# Task description
Print the listing below from its opening line through the line holding "let result = world.controller().test_notify().await;", both ends included.
··· Data extract
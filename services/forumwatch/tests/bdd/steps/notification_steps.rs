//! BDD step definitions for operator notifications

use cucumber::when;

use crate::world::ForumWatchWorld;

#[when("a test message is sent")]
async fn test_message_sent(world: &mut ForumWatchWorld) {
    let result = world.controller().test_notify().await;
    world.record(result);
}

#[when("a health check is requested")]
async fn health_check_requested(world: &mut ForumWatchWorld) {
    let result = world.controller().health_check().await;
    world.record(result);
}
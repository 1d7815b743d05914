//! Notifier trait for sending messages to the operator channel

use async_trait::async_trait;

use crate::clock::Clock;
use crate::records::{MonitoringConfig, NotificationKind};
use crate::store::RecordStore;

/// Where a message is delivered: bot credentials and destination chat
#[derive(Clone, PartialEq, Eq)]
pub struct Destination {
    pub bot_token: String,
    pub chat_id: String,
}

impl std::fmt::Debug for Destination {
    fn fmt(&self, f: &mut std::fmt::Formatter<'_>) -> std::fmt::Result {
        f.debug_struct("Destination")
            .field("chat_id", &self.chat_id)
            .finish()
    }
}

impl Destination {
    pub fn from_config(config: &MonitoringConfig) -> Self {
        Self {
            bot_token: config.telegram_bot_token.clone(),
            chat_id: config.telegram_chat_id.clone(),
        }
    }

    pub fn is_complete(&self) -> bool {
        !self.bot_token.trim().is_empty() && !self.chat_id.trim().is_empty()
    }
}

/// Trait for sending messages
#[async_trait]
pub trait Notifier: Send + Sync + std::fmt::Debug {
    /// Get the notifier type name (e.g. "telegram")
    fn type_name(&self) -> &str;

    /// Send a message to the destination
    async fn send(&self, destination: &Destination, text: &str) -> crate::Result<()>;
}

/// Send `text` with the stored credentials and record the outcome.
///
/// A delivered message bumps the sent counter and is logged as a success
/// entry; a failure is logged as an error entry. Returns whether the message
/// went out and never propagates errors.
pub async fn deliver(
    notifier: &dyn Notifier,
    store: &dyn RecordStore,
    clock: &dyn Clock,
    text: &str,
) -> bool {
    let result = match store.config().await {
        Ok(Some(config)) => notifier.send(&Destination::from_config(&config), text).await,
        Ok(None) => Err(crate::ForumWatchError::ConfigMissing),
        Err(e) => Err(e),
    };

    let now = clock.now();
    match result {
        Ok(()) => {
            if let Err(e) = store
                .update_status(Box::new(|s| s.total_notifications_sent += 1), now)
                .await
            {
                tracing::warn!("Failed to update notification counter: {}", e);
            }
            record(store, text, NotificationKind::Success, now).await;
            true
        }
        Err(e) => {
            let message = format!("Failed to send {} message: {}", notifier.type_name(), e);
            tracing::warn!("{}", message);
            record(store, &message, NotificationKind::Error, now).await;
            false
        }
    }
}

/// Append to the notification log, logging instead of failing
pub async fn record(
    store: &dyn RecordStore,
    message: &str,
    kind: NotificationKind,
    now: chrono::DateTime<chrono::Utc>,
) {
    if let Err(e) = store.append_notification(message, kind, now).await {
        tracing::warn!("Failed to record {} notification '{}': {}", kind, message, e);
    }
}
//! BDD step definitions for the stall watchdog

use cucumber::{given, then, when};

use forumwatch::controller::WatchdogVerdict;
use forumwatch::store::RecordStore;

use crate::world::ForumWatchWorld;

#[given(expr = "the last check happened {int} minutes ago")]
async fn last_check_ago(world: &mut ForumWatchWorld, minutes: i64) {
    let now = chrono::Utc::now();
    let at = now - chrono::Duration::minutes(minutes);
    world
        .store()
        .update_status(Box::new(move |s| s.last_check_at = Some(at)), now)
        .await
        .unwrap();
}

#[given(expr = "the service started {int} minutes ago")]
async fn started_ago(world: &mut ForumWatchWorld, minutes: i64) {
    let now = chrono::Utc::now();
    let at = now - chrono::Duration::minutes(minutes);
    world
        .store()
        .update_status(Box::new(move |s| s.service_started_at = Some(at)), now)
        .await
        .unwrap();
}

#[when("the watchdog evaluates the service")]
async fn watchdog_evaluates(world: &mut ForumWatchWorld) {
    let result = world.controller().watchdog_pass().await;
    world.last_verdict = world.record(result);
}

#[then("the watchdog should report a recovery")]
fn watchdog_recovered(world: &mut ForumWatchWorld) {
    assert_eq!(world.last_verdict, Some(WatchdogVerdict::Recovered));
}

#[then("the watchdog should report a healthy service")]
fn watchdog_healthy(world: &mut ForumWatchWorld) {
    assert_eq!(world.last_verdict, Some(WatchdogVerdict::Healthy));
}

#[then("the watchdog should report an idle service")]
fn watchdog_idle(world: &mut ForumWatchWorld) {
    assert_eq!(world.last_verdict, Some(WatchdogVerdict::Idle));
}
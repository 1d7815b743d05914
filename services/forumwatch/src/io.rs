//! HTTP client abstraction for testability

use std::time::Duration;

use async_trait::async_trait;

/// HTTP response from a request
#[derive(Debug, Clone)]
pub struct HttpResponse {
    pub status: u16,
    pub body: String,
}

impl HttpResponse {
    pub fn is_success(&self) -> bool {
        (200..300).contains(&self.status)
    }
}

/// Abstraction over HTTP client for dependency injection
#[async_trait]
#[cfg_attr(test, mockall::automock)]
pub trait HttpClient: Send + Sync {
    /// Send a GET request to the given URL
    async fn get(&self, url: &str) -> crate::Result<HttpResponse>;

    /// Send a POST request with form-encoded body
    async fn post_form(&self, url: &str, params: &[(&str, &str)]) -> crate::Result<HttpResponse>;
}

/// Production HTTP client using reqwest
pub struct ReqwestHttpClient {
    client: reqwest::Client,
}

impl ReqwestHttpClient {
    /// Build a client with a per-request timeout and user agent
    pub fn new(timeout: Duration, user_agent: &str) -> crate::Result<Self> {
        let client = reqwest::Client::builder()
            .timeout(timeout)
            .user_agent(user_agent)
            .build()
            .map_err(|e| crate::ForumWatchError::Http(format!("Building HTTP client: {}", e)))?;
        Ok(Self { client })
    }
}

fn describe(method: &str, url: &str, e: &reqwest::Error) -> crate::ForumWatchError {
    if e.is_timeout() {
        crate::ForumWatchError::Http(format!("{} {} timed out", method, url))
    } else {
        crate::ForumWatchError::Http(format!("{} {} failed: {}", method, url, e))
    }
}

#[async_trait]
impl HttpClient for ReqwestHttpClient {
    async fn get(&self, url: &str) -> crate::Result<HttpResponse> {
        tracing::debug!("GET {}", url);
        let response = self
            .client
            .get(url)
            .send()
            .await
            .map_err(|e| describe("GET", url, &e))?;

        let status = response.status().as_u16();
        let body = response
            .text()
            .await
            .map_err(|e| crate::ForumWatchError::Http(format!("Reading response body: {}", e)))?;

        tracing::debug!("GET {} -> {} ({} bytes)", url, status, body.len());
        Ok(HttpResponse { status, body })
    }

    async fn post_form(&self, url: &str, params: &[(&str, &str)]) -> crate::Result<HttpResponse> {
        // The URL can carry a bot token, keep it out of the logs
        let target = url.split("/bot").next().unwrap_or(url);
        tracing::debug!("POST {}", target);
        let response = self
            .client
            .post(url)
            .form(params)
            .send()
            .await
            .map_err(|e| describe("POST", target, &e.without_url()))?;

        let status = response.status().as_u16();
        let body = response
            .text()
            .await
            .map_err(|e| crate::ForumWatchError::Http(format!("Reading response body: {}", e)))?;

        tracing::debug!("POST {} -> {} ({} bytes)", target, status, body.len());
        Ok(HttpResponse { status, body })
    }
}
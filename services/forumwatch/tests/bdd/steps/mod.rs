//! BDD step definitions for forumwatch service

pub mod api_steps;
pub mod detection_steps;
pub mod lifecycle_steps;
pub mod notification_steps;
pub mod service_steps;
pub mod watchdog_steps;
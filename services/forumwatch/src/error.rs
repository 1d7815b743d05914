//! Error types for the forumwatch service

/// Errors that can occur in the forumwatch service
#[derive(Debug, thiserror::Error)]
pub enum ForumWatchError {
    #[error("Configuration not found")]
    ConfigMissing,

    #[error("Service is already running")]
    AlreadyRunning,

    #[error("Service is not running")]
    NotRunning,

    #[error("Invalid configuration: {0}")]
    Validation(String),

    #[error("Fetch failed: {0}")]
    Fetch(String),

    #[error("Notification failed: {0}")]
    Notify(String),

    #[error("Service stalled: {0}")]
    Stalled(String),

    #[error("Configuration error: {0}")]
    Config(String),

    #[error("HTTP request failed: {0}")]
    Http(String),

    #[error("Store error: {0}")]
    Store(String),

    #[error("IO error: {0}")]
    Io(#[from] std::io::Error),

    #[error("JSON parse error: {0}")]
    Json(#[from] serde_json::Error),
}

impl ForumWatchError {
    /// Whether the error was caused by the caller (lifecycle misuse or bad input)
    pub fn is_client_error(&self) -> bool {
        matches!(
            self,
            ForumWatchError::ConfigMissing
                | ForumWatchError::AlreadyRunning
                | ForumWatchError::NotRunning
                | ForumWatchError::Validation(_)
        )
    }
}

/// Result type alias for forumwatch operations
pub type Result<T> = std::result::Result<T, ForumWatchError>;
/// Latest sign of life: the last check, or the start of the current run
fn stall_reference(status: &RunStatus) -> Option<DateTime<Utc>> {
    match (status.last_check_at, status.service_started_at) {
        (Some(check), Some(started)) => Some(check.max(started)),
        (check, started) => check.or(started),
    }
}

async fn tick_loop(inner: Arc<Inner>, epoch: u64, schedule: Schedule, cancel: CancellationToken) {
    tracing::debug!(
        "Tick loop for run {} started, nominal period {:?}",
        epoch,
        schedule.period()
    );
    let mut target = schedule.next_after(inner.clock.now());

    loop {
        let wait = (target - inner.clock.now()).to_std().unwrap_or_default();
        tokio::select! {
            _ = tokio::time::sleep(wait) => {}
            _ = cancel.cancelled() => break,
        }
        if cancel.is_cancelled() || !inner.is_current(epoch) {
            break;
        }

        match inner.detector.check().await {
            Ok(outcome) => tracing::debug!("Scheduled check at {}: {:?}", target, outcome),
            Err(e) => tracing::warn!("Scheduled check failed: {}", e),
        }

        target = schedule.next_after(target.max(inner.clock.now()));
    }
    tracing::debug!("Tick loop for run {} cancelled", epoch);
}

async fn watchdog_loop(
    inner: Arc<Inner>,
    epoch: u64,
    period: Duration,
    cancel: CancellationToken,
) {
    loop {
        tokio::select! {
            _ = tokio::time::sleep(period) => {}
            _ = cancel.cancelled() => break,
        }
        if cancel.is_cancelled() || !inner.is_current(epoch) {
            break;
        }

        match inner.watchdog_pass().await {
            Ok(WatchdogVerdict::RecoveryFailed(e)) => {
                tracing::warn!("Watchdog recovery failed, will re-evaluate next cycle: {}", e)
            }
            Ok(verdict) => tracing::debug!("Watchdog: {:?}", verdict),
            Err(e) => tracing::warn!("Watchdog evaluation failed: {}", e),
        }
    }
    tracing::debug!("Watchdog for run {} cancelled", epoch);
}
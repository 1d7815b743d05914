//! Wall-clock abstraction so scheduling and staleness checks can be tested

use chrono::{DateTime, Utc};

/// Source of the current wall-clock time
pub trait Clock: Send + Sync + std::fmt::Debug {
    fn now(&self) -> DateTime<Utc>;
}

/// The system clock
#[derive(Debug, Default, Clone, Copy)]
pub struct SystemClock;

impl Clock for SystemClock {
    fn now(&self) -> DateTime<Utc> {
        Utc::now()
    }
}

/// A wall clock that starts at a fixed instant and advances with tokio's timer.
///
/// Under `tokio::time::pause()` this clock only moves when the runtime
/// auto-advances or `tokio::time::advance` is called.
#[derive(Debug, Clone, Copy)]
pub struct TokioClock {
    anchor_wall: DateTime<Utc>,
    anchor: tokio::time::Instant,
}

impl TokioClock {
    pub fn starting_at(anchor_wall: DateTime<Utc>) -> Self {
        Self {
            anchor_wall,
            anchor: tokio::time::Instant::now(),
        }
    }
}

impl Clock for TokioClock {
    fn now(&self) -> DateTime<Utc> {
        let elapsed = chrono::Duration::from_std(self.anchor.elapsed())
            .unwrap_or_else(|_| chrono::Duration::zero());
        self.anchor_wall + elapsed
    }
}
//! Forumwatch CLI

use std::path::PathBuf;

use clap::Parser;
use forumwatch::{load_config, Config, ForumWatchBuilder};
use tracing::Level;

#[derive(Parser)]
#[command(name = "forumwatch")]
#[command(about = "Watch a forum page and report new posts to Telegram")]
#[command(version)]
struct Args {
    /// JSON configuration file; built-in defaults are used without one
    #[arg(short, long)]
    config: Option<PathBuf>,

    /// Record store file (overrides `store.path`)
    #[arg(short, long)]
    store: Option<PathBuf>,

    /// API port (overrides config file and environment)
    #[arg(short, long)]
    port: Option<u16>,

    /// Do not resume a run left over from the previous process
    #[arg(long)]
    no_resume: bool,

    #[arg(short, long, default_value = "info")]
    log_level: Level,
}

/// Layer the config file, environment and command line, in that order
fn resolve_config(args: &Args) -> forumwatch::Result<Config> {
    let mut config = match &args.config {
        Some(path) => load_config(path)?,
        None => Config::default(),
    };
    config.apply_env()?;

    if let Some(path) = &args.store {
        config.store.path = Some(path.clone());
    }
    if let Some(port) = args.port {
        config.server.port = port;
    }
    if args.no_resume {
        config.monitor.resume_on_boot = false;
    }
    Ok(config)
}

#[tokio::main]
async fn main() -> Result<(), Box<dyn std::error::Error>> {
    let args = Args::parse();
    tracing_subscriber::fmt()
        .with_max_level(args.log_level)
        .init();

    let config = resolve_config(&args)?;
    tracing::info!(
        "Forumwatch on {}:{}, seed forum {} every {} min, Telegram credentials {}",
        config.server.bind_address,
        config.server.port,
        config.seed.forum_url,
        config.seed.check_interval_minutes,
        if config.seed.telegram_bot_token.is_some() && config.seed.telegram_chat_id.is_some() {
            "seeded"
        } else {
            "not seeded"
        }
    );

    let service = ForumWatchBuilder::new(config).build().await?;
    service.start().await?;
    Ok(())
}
······
# Response box
filename services/forumwatch/tests/bdd/steps/notification_steps.rs
//! BDD step definitions for operator notifications

use cucumber::when;

use crate::world::ForumWatchWorld;

#[when("a test message is sent")]
async fn test_message_sent(world: &mut ForumWatchWorld) {
    let result = world.controller().test_notify().await;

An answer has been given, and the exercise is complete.